Posted by msmash on from the breakthrough dept.

chalsall writes: Persistence pays off. Jonathan Pace, a GIMPS volunteer for over 14 years, discovered the 50th known Mersenne prime, 2^77,232,917 -- 1 on December 26, 2017. The prime number is calculated by multiplying together 77,232,917 twos, and then subtracting one. It weighs in at 23,249,425 digits, becoming the largest prime number known to mankind. It bests the previous record prime, also discovered by GIMPS, by 910,807 digits. You can read a little more in the press release.

4 of 117 comments (clear)

  1. Re:I'll fine one right now by RackinFrackin · · Score: 5, Interesting

    Not a rigorous proof, but here's my favorite explanation:

    for any positive integer k, the binary representation of 2^k-1 consists of k 1's. If k is even, this is an even number of 1's lined up together. Since 3 is 11 in binary, you can divide 2^k-1 by 3 and get a quotient of the form 10101..01.

    e.g. 2^10 = 1111111111=11(101010101)

  2. Re:Application by thePsychologist · · Score: 3, Interesting

    To clarify, these types of primes aren't useful for cryptography as they are much too large and not 'typical' primes.
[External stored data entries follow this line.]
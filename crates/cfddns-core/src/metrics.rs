//! Address record status gauge
//!
//! `ddns_ip_status{type, ip, proxied}` is 1 for every address record the
//! controller currently manages and 0 for a record it just superseded or
//! deleted. Zeroed series stay visible for one full cycle so scrapers see the
//! transition, then [`IpStatus::sweep_expired`] drops them.
//!
//! Series are keyed by content, not by name, so several records can share
//! one. A series marked active during the current cycle is never zeroed in
//! that same cycle.

use crate::error::{Error, Result};
use crate::record::{DnsRecord, SeriesKey};
use prometheus::{Encoder, GaugeVec, Opts, Registry, TextEncoder};
use std::collections::BTreeSet;
use tracing::debug;

/// Gauge name
pub const IP_STATUS: &str = "ddns_ip_status";

const LABELS: [&str; 3] = ["type", "ip", "proxied"];

/// Owner of the `ddns_ip_status` gauge and its pending removals
pub struct IpStatus {
    registry: Registry,
    gauge: GaugeVec,
    expired: BTreeSet<SeriesKey>,
    /// Series marked active since the last sweep
    current: BTreeSet<SeriesKey>,
}

impl IpStatus {
    /// Create the gauge in a fresh registry
    pub fn new() -> Result<Self> {
        Self::with_registry(Registry::new())
    }

    /// Create the gauge and register it in `registry`
    pub fn with_registry(registry: Registry) -> Result<Self> {
        let gauge = GaugeVec::new(
            Opts::new(IP_STATUS, "status of detected IP address"),
            &LABELS,
        )
        .map_err(|e| Error::Other(format!("Failed to create {}: {}", IP_STATUS, e)))?;

        registry
            .register(Box::new(gauge.clone()))
            .map_err(|e| Error::Other(format!("Failed to register {}: {}", IP_STATUS, e)))?;

        Ok(Self {
            registry,
            gauge,
            expired: BTreeSet::new(),
            current: BTreeSet::new(),
        })
    }

    /// Registry holding the gauge, for exposition
    pub fn registry(&self) -> Registry {
        self.registry.clone()
    }

    /// Mark a record's series as active (1)
    ///
    /// Non-address records are ignored. A series waiting for removal is taken
    /// off the pending set.
    pub fn mark_active(&mut self, record: &DnsRecord) {
        if !record.record_type.is_address() {
            return;
        }
        let key = record.series();
        self.set(&key, 1.0);
        self.expired.remove(&key);
        self.current.insert(key);
    }

    /// Mark a record's series as superseded (0) and schedule its removal
    ///
    /// Ignored when another record marked the same series active since the
    /// last sweep.
    pub fn mark_inactive(&mut self, record: &DnsRecord) {
        if !record.record_type.is_address() {
            return;
        }
        let key = record.series();
        if self.current.contains(&key) {
            debug!("{} series {:?} is still in use", IP_STATUS, label_values(&key));
            return;
        }
        self.set(&key, 0.0);
        self.expired.insert(key);
    }

    /// Drop every series marked inactive since the last sweep
    ///
    /// Called once at the start of every cycle.
    pub fn sweep_expired(&mut self) {
        self.current.clear();
        for key in std::mem::take(&mut self.expired) {
            let values = label_values(&key);
            if self.gauge.remove_label_values(&values).is_ok() {
                debug!("Removed {} series {:?}", IP_STATUS, values);
            }
        }
    }

    /// Series scheduled for removal at the next sweep
    pub fn pending_removal(&self) -> impl Iterator<Item = &SeriesKey> {
        self.expired.iter()
    }

    /// Current value of a series, if it exists
    pub fn value(&self, key: &SeriesKey) -> Option<f64> {
        let series = format!(
            "{}{{ip=\"{}\",proxied=\"{}\",type=\"{}\"}} ",
            IP_STATUS, key.content, key.proxied, key.record_type
        );
        self.render()
            .ok()?
            .lines()
            .find_map(|line| line.strip_prefix(&series))
            .and_then(|value| value.trim().parse().ok())
    }

    /// Render the registry in Prometheus text format
    pub fn render(&self) -> Result<String> {
        render(&self.registry)
    }

    fn set(&self, key: &SeriesKey, value: f64) {
        self.gauge.with_label_values(&label_values(key)).set(value);
    }
}

impl std::fmt::Debug for IpStatus {
    fn fmt(&self, f: &mut std::fmt::Formatter<'_>) -> std::fmt::Result {
        f.debug_struct("IpStatus")
            .field("expired", &self.expired)
            .field("current", &self.current)
            .finish_non_exhaustive()
    }
}

/// Render a registry in Prometheus text format
pub fn render(registry: &Registry) -> Result<String> {
    let metric_families = registry.gather();
    let encoder = TextEncoder::new();
    let mut buffer = Vec::new();
    encoder
        .encode(&metric_families, &mut buffer)
        .map_err(|e| Error::Other(format!("Failed to encode metrics: {}", e)))?;
    String::from_utf8(buffer).map_err(|e| Error::Other(format!("Metrics are not UTF-8: {}", e)))
}

fn label_values(key: &SeriesKey) -> [&str; 3] {
    [key.record_type.as_str(), &key.content, &key.proxied]
}

#[cfg(test)]
mod tests {
    use super::*;
    use crate::record::RecordType;

    fn a(ip: &str) -> DnsRecord {
        DnsRecord::new(RecordType::A, "home.example.com", ip, true)
    }

    #[test]
    fn active_series_is_one() {
        let mut status = IpStatus::new().unwrap();
        status.mark_active(&a("1.2.3.4"));

        assert_eq!(status.value(&a("1.2.3.4").series()), Some(1.0));
        let text = status.render().unwrap();
        assert!(text.contains(r#"ddns_ip_status{ip="1.2.3.4",proxied="true",type="A"} 1"#));
    }

    #[test]
    fn inactive_series_survives_until_sweep() {
        let mut status = IpStatus::new().unwrap();
        status.mark_active(&a("1.2.3.4"));
        status.sweep_expired();

        status.mark_inactive(&a("1.2.3.4"));
        status.mark_active(&a("5.6.7.8"));

        assert_eq!(status.value(&a("1.2.3.4").series()), Some(0.0));
        assert_eq!(status.pending_removal().count(), 1);

        status.sweep_expired();

        assert_eq!(status.value(&a("1.2.3.4").series()), None);
        assert_eq!(status.value(&a("5.6.7.8").series()), Some(1.0));
        assert_eq!(status.pending_removal().count(), 0);
    }

    #[test]
    fn reactivated_series_is_not_swept() {
        let mut status = IpStatus::new().unwrap();
        status.mark_inactive(&a("1.2.3.4"));
        status.mark_active(&a("1.2.3.4"));

        status.sweep_expired();

        assert_eq!(status.value(&a("1.2.3.4").series()), Some(1.0));
    }

    #[test]
    fn series_active_this_cycle_is_not_zeroed() {
        let mut status = IpStatus::new().unwrap();
        status.mark_active(&a("1.2.3.4"));

        let orphan = DnsRecord::new(RecordType::A, "old.example.com", "1.2.3.4", true);
        status.mark_inactive(&orphan);

        assert_eq!(status.value(&orphan.series()), Some(1.0));
        assert_eq!(status.pending_removal().count(), 0);

        status.sweep_expired();
        assert_eq!(status.value(&orphan.series()), Some(1.0));
    }

    #[test]
    fn txt_records_are_not_tracked() {
        let mut status = IpStatus::new().unwrap();
        let txt = DnsRecord::new(RecordType::Txt, "home.example.com", "x", false);
        status.mark_active(&txt);
        status.mark_inactive(&txt);

        assert_eq!(status.pending_removal().count(), 0);
        assert!(!status.render().unwrap().contains("TXT"));
    }
}
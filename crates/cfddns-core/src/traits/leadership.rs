// # Leadership Gate Trait
//
// The gate grants at-most-one-active execution across a fleet of controller
// replicas. Acquiring and renewing the underlying lock is entirely the gate's
// business; the controller only consumes its transitions.
//
// ## Usage
//
// ```rust,ignore
// use cfddns_core::traits::{LeadershipChange, LeadershipGate};
// use tokio_stream::StreamExt;
//
// let mut changes = gate.watch();
// while let Some(change) = changes.next().await {
//     match change {
//         LeadershipChange::Acquired => { /* start reconciling */ }
//         LeadershipChange::Lost => { /* stop after the in-flight cycle */ }
//     }
// }
// ```

use std::pin::Pin;
use tokio_stream::Stream;

/// Edge-triggered leadership transition
#[derive(Debug, Clone, Copy, PartialEq, Eq)]
pub enum LeadershipChange {
    /// This replica became the leader
    Acquired,
    /// This replica lost leadership
    Lost,
}

/// Trait for leadership gate implementations
///
/// # Behavior
///
/// - Transitions must alternate, starting with `Acquired`
/// - The end of the stream means the gate is gone; the supervisor treats it
///   as a loss of leadership
/// - `watch()` is called once per supervisor run
pub trait LeadershipGate: Send + Sync {
    /// Stream of leadership transitions
    fn watch(&self) -> Pin<Box<dyn Stream<Item = LeadershipChange> + Send + 'static>>;

    /// Gate name (for logging/debugging)
    fn gate_name(&self) -> &'static str;
}
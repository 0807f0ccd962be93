// # Trace Address Source
//
// Address source backed by Cloudflare's `/cdn-cgi/trace` echo endpoint.
//
// ## Purpose
//
// The endpoint answers with `key=value` lines describing the request as seen
// by the edge, including the caller's public address in the `ip` line. Each
// family has its own fixed URL, so the request goes out over the matching
// protocol:
//
// - IPv4: `https://1.1.1.1/cdn-cgi/trace`
// - IPv6: `https://[2606:4700:4700::1111]/cdn-cgi/trace`
//
// ## Architecture
//
// One GET per `fetch` call, bounded by a 10 second timeout. The body is
// returned unparsed; extracting `ip` is the detector's job. No caching and
// no polling: the controller decides when to ask.

use async_trait::async_trait;
use cfddns_core::record::AddressFamily;
use cfddns_core::traits::AddressSource;
use cfddns_core::{Error, Result};
use std::time::Duration;
use tracing::debug;

/// IPv4 echo endpoint
pub const IPV4_TRACE_URL: &str = "https://1.1.1.1/cdn-cgi/trace";

/// IPv6 echo endpoint
pub const IPV6_TRACE_URL: &str = "https://[2606:4700:4700::1111]/cdn-cgi/trace";

/// Timeout for a single echo request
pub const TRACE_TIMEOUT: Duration = Duration::from_secs(10);

/// Echo-endpoint address source
#[derive(Debug, Clone)]
pub struct TraceSource {
    ipv4_url: String,
    ipv6_url: String,
    client: reqwest::Client,
}

impl TraceSource {
    /// Create a source querying the public trace endpoints
    ///
    /// # Errors
    ///
    /// `Error::Http` when the HTTP client cannot be built.
    pub fn new() -> Result<Self> {
        Self::with_urls(IPV4_TRACE_URL, IPV6_TRACE_URL)
    }

    /// Create a source querying custom endpoints
    pub fn with_urls(ipv4_url: impl Into<String>, ipv6_url: impl Into<String>) -> Result<Self> {
        let client = reqwest::Client::builder()
            .timeout(TRACE_TIMEOUT)
            .build()
            .map_err(|e| Error::http(format!("Failed to build HTTP client: {}", e)))?;

        Ok(Self {
            ipv4_url: ipv4_url.into(),
            ipv6_url: ipv6_url.into(),
            client,
        })
    }

    /// Endpoint used for a family
    pub fn url(&self, family: AddressFamily) -> &str {
        match family {
            AddressFamily::Ipv4 => &self.ipv4_url,
            AddressFamily::Ipv6 => &self.ipv6_url,
        }
    }
}

#[async_trait]
impl AddressSource for TraceSource {
    async fn fetch(&self, family: AddressFamily) -> Result<String> {
        let url = self.url(family);
        debug!("Querying {} echo endpoint {}", family, url);

        let response = self.client.get(url).send().await.map_err(|e| {
            if e.is_timeout() {
                Error::detection(format!("{} echo request timed out", family))
            } else {
                Error::detection(format!("{} echo request failed: {}", family, e))
            }
        })?;

        let status = response.status();
        if !status.is_success() {
            return Err(Error::detection(format!(
                "{} echo endpoint returned {}",
                family, status
            )));
        }

        response
            .text()
            .await
            .map_err(|e| Error::detection(format!("Failed to read {} echo response: {}", family, e)))
    }

    fn source_name(&self) -> &'static str {
        "cdn-cgi/trace"
    }
}
// # Address State
//
// Last successfully detected public address per family.
//
// ## Ownership
//
// The state is created at process start and owned by the [`Controller`].
// The IP detector writes it once per cycle; the desired-state generator
// reads the detection result derived from it. Nothing else touches it, so
// no locking is needed.
//
// ## Crash Behavior
//
// The state is in-memory only. After a restart every family is reported as
// changed on the first cycle, which is harmless: reconciliation compares
// against the zone, not against this state.
//
// [`Controller`]: crate::engine::Controller

use crate::record::{Address, AddressFamily};
use std::collections::HashMap;

/// Last known address per family
#[derive(Debug, Clone, Default)]
pub struct AddressState {
    known: HashMap<AddressFamily, String>,
}

impl AddressState {
    /// Create an empty state
    pub fn new() -> Self {
        Self::default()
    }

    /// Last stored address for a family
    pub fn get(&self, family: AddressFamily) -> Option<&str> {
        self.known.get(&family).map(String::as_str)
    }

    /// Store a freshly detected address
    ///
    /// Returns `true` when the value differs from the stored one (exact
    /// string comparison) or nothing was stored yet.
    pub fn record(&mut self, address: &Address) -> bool {
        if self.get(address.family) == Some(address.value.as_str()) {
            return false;
        }
        self.known.insert(address.family, address.value.clone());
        true
    }

    /// Number of families with a stored address
    pub fn len(&self) -> usize {
        self.known.len()
    }

    /// Whether nothing has been detected yet
    pub fn is_empty(&self) -> bool {
        self.known.is_empty()
    }
}
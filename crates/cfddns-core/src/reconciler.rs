//! Single-record reconciliation
//!
//! Compares one desired record with its counterpart from the zone snapshot
//! and issues at most one mutation to make them equal.

use crate::error::{Error, Result};
use crate::metrics::IpStatus;
use crate::record::{DnsRecord, Outcome};
use crate::traits::ZoneAuthority;
use tracing::{debug, info};

/// Converge `actual` towards `desired`
///
/// - absent: create, gauge ACTIVE for the desired series
/// - content and proxy flag match: no call, gauge ACTIVE
/// - otherwise: update by the actual record's id, new series ACTIVE and old
///   series INACTIVE
///
/// The gauge only moves after the mutation succeeded.
///
/// # Errors
///
/// - `Error::Consistency` when `desired` and `actual` differ in name or type
/// - Whatever the zone authority returns for the mutation
pub async fn reconcile(
    zone: &dyn ZoneAuthority,
    status: &mut IpStatus,
    desired: &DnsRecord,
    actual: Option<&DnsRecord>,
) -> Result<Outcome> {
    let Some(actual) = actual else {
        info!("Adding new {} record for {}", desired.record_type, desired.name);
        zone.create_record(desired).await?;
        status.mark_active(desired);
        return Ok(Outcome::Created);
    };

    if desired.name != actual.name {
        return Err(Error::consistency(format!(
            "Cannot compare different fqdn records ('{}' and '{}')",
            desired.name, actual.name
        )));
    }
    if desired.record_type != actual.record_type {
        return Err(Error::consistency(format!(
            "Cannot compare different record types ('{}' and '{}')",
            desired.record_type, actual.record_type
        )));
    }

    if desired.matches(actual) {
        debug!("The {} record for {} is up to date", actual.record_type, actual.name);
        status.mark_active(desired);
        return Ok(Outcome::Unchanged);
    }

    info!("Updating record: '{}' -> '{}'", actual, desired);
    zone.update_record(&actual.id, desired).await?;
    status.mark_active(desired);
    status.mark_inactive(actual);
    Ok(Outcome::Updated)
}

#[cfg(test)]
mod tests {
    use super::*;
    use crate::record::RecordType;
    use async_trait::async_trait;
    use std::sync::Mutex;

    /// Zone that records mutations and fails them on demand
    #[derive(Default)]
    struct Calls {
        log: Mutex<Vec<String>>,
        fail: bool,
    }

    #[async_trait]
    impl ZoneAuthority for Calls {
        async fn base_domain(&self) -> Result<String> {
            Ok("example.com".to_string())
        }

        async fn list_records(&self, _record_type: RecordType) -> Result<Vec<DnsRecord>> {
            Ok(Vec::new())
        }

        async fn create_record(&self, record: &DnsRecord) -> Result<DnsRecord> {
            if self.fail {
                return Err(Error::zone_api("create refused"));
            }
            self.log.lock().unwrap().push(format!("create {}", record.content));
            Ok(record.clone().with_id("new"))
        }

        async fn update_record(&self, id: &str, record: &DnsRecord) -> Result<DnsRecord> {
            if self.fail {
                return Err(Error::zone_api("update refused"));
            }
            self.log
                .lock()
                .unwrap()
                .push(format!("update {} {}", id, record.content));
            Ok(record.clone().with_id(id))
        }

        async fn delete_record(&self, record: &DnsRecord) -> Result<()> {
            self.log.lock().unwrap().push(format!("delete {}", record.id));
            Ok(())
        }

        fn provider_name(&self) -> &'static str {
            "calls"
        }
    }

    fn a(ip: &str) -> DnsRecord {
        DnsRecord::new(RecordType::A, "home.example.com", ip, false)
    }

    #[tokio::test]
    async fn absent_record_is_created() {
        let zone = Calls::default();
        let mut status = IpStatus::new().unwrap();

        let outcome = reconcile(&zone, &mut status, &a("203.0.113.5"), None).await.unwrap();

        assert_eq!(outcome, Outcome::Created);
        assert_eq!(*zone.log.lock().unwrap(), vec!["create 203.0.113.5"]);
        assert_eq!(status.value(&a("203.0.113.5").series()), Some(1.0));
    }

    #[tokio::test]
    async fn matching_record_issues_no_call() {
        let zone = Calls::default();
        let mut status = IpStatus::new().unwrap();
        let actual = a("203.0.113.5").with_id("r1");

        let outcome = reconcile(&zone, &mut status, &a("203.0.113.5"), Some(&actual))
            .await
            .unwrap();

        assert_eq!(outcome, Outcome::Unchanged);
        assert!(zone.log.lock().unwrap().is_empty());
        assert_eq!(status.value(&actual.series()), Some(1.0));
    }

    #[tokio::test]
    async fn differing_record_is_updated_by_actual_id() {
        let zone = Calls::default();
        let mut status = IpStatus::new().unwrap();
        let actual = a("1.2.3.4").with_id("r1");

        let outcome = reconcile(&zone, &mut status, &a("5.6.7.8"), Some(&actual))
            .await
            .unwrap();

        assert_eq!(outcome, Outcome::Updated);
        assert_eq!(*zone.log.lock().unwrap(), vec!["update r1 5.6.7.8"]);
        assert_eq!(status.value(&a("5.6.7.8").series()), Some(1.0));
        assert_eq!(status.value(&actual.series()), Some(0.0));
    }

    #[tokio::test]
    async fn proxy_flag_change_is_an_update() {
        let zone = Calls::default();
        let mut status = IpStatus::new().unwrap();
        let actual = a("203.0.113.5").with_id("r1");
        let mut desired = a("203.0.113.5");
        desired.proxied = true;

        let outcome = reconcile(&zone, &mut status, &desired, Some(&actual)).await.unwrap();
        assert_eq!(outcome, Outcome::Updated);
    }

    #[tokio::test]
    async fn name_mismatch_is_a_consistency_violation() {
        let zone = Calls::default();
        let mut status = IpStatus::new().unwrap();
        let mut actual = a("203.0.113.5").with_id("r1");
        actual.name = "other.example.com".to_string();

        let err = reconcile(&zone, &mut status, &a("203.0.113.5"), Some(&actual))
            .await
            .unwrap_err();

        assert!(matches!(err, Error::Consistency(_)));
        assert!(err.is_fatal());
        assert!(zone.log.lock().unwrap().is_empty());
    }

    #[tokio::test]
    async fn type_mismatch_is_a_consistency_violation() {
        let zone = Calls::default();
        let mut status = IpStatus::new().unwrap();
        let actual = DnsRecord::new(RecordType::Aaaa, "home.example.com", "2001:db8::1", false)
            .with_id("r1");

        let err = reconcile(&zone, &mut status, &a("203.0.113.5"), Some(&actual))
            .await
            .unwrap_err();
        assert!(matches!(err, Error::Consistency(_)));
    }

    #[tokio::test]
    async fn failed_mutation_leaves_gauge_alone() {
        let zone = Calls {
            fail: true,
            ..Calls::default()
        };
        let mut status = IpStatus::new().unwrap();
        let actual = a("1.2.3.4").with_id("r1");

        assert!(reconcile(&zone, &mut status, &a("5.6.7.8"), Some(&actual)).await.is_err());
        assert!(reconcile(&zone, &mut status, &a("9.9.9.9"), None).await.is_err());

        assert_eq!(status.value(&a("5.6.7.8").series()), None);
        assert_eq!(status.value(&a("9.9.9.9").series()), None);
        assert_eq!(status.pending_removal().count(), 0);
    }
}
    From a theoretical perspective they are quite interesting: they are in bijective correspondence with perfect numbers and no one knows whether there are infinitely many. For all we know, this one could theoretically be the last.

    --
    "What lies behind us, and what lies before us are tiny matters compared to what lies within us." Ralph Waldo Emerson
  3. Re:I'll fine one right now by ClickOnThis · · Score: 2, Interesting

    Exercise for the interested maths nerd: Prove that if q is any even number, then 2^q - 1 is divisible by 3.

    Because q is even, we can write 2^q - 1 = [2^r -+1] * [2^r - 1], where 2r = q and r is a (positive) integer.

    Now consider the numbers 2^r - 1, 2^r, and 2^r + 1. One of these numbers must be divisible by 3. Clearly it is not 2^r because it only has factors that are powers of 2. Therefore either 2^r - 1 or 2^r + 1 must be divisible by 3. QED.

    --
    If it weren't for deadlines, nothing would be late.
  4. Re:Application by burhop · · Score: 4, Interesting

    For all we know, this one could theoretically be the last.

    OK people, we're done here! We found the last prime! Time to shut it down! You don't have to go home, but you can't stay here!

    OK, that was a joke but we can still be clear. He was talking about the last perfect number. There is an infinite number of primes. That proof is pretty simple.

    1. Assume there is a limited number of primes. Given the list of all the prime numbers
    2. Multiply them all together and add 1.

    The new number you get is can not divisible by any of the prime numbers in your list (e.g. if you divide the number by 2, you have a reminder of 1, if you divide the number by 3, you have a remainder of 1, if you divide the number by 5, you have a remainder of 1...)

    So there must be at least one number not on your list which invalidates the given statement.